The bill trades broader, centralized transparency and standardized data—helping ratepayers, regulators, and planners identify cost and reliability problems—for increased compliance, federal and utility IT costs, and heightened risks around sensitive operational data and implementation burden.
Ratepayers (taxpayers and middle‑class households) gain clearer, public visibility into transmission and interconnection costs and congestion drivers, enabling better oversight of electricity bills and infrastructure spending.
Utilities, regulators, and researchers get centralized, standardized, machine‑readable data and a public dashboard that speeds planning, oversight, and identification of delay/cost drivers, which can reduce project delays and unexpected charges.
Third‑party analysts, developers, and researchers can use APIs and bulk downloads to build tools, perform independent analysis, and foster innovation in energy markets and planning.
Making extensive operational and interconnection data public increases cybersecurity and national‑security risks if CEII protections, anonymization, or other safeguards are inadequate.
Collecting, converting, standardizing, and maintaining large machine‑readable datasets will raise compliance and IT costs for utilities and the federal government, costs that could be passed to ratepayers or increase taxpayer funding needs.
Mandated preparation, revision timelines, standardized methodologies, and additional reporting impose administrative and resource burdens on utilities, FERC, and regional entities that could strain capacity and slow implementation.
Based on analysis of 5 sections of legislative text.

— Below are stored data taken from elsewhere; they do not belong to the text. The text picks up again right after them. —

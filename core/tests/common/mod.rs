// tests/common/mod.rs
#![allow(dead_code)] // Allow unused code in this common test module

use async_trait::async_trait;
use grocer::backend::InMemoryBackend;
use grocer::{
  AddressInput, Category, Collaborators, CreditsLedger, LocalSession, PaymentGateway, PaymentMethod,
  PaymentReceipt, Product, Session, SimulatedGateway,
};
use std::sync::atomic::{AtomicUsize, Ordering};
use std::sync::Arc;
use std::time::Duration;
use tracing::Level;
use uuid::Uuid;

// --- Helper for Tracing Setup (call once per test run if needed) ---
use once_cell::sync::Lazy;
static TRACING_INIT: Lazy<()> = Lazy::new(|| {
  tracing_subscriber::fmt()
    .with_max_level(Level::DEBUG)
    .with_test_writer()
    .try_init()
    .ok();
});

pub fn setup_tracing() {
  Lazy::force(&TRACING_INIT);
}

// --- Catalog fixtures ---

pub fn milk() -> Product {
  Product::new("Whole Milk 1L", 3.99).with_unit("1 L")
}

pub fn bread() -> Product {
  Product::new("White Bread", 2.99).with_unit("400 g")
}

/// List price 6.99, sells at 5.49.
pub fn cheese() -> Product {
  Product::new("Cheddar Cheese", 6.99).with_discount(5.49)
}

pub fn dairy() -> Category {
  Category {
    id: Uuid::new_v4(),
    name: "Dairy".to_string(),
    icon: "🥛".to_string(),
  }
}

pub fn home_address() -> AddressInput {
  AddressInput {
    name: "Home".to_string(),
    receiver_name: "Sam".to_string(),
    phone: "5550100".to_string(),
    house: "123 Main Street, Apt 4B".to_string(),
    street: String::new(),
    city: "Springfield".to_string(),
    state: "IL".to_string(),
    pincode: "62701".to_string(),
    is_default: true,
  }
}

// --- Payment doubles ---

/// Declines every charge and counts attempts.
#[derive(Debug, Default)]
pub struct DecliningGateway {
  pub attempts: AtomicUsize,
}

#[async_trait]
impl PaymentGateway for DecliningGateway {
  async fn charge(&self, _method: PaymentMethod, _amount: f64) -> PaymentReceipt {
    self.attempts.fetch_add(1, Ordering::SeqCst);
    PaymentReceipt {
      success: false,
      reference: None,
    }
  }
}

pub fn instant_gateway() -> Arc<SimulatedGateway> {
  Arc::new(SimulatedGateway::new(Duration::ZERO))
}

// --- Session harness ---

pub struct Harness {
  pub session: Session,
  pub backend: Arc<InMemoryBackend>,
  pub auth: Arc<LocalSession>,
  pub user_id: Uuid,
}

pub fn harness_with(backend: InMemoryBackend, gateway: Arc<dyn PaymentGateway>, ledger: CreditsLedger) -> Harness {
  let user_id = Uuid::new_v4();
  let backend = Arc::new(backend);
  let auth = Arc::new(LocalSession::signed_in(user_id));
  let session = Session::with_ledger(
    Collaborators {
      backend: backend.clone(),
      gateway,
      auth: auth.clone(),
    },
    ledger,
  );
  Harness {
    session,
    backend,
    auth,
    user_id,
  }
}

pub fn harness() -> Harness {
  harness_with(InMemoryBackend::new(), instant_gateway(), CreditsLedger::new())
}

/// Two milks and one bread: 10.97 total, 3 items.
pub fn fill_basic_cart(session: &Session) {
  let milk = milk();
  session.add_to_cart(milk.clone());
  session.add_to_cart(milk);
  session.add_to_cart(bread());
}

pub fn approx_eq(a: f64, b: f64) -> bool {
  (a - b).abs() < 1e-9
}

Introduced November 20, 2025 by Sean Casten · Last progress November 20, 2025
Requires FERC to modernize and standardize how transmitting utilities and Transmission Organizations report transmission and interconnection data, and directs FERC and the EIA to build a centralized, searchable, machine-readable public data repository. Directs the Department of Energy to run recurring research and a public Interconnection Data Dashboard using anonymized queue data to identify cost drivers, delays, and strategies to improve affordability and grid expansion. The law mandates detailed quarterly reporting of project lifecycle, cost, interconnection, and operational metrics; public availability of historical and future FERC Form No. 1 and related filings; data schemas, APIs, and visualization tools; CEII protections and anonymization; and specific agency deadlines (e.g., FERC review of covered forms within 1 year and repository availability actions within 2 years).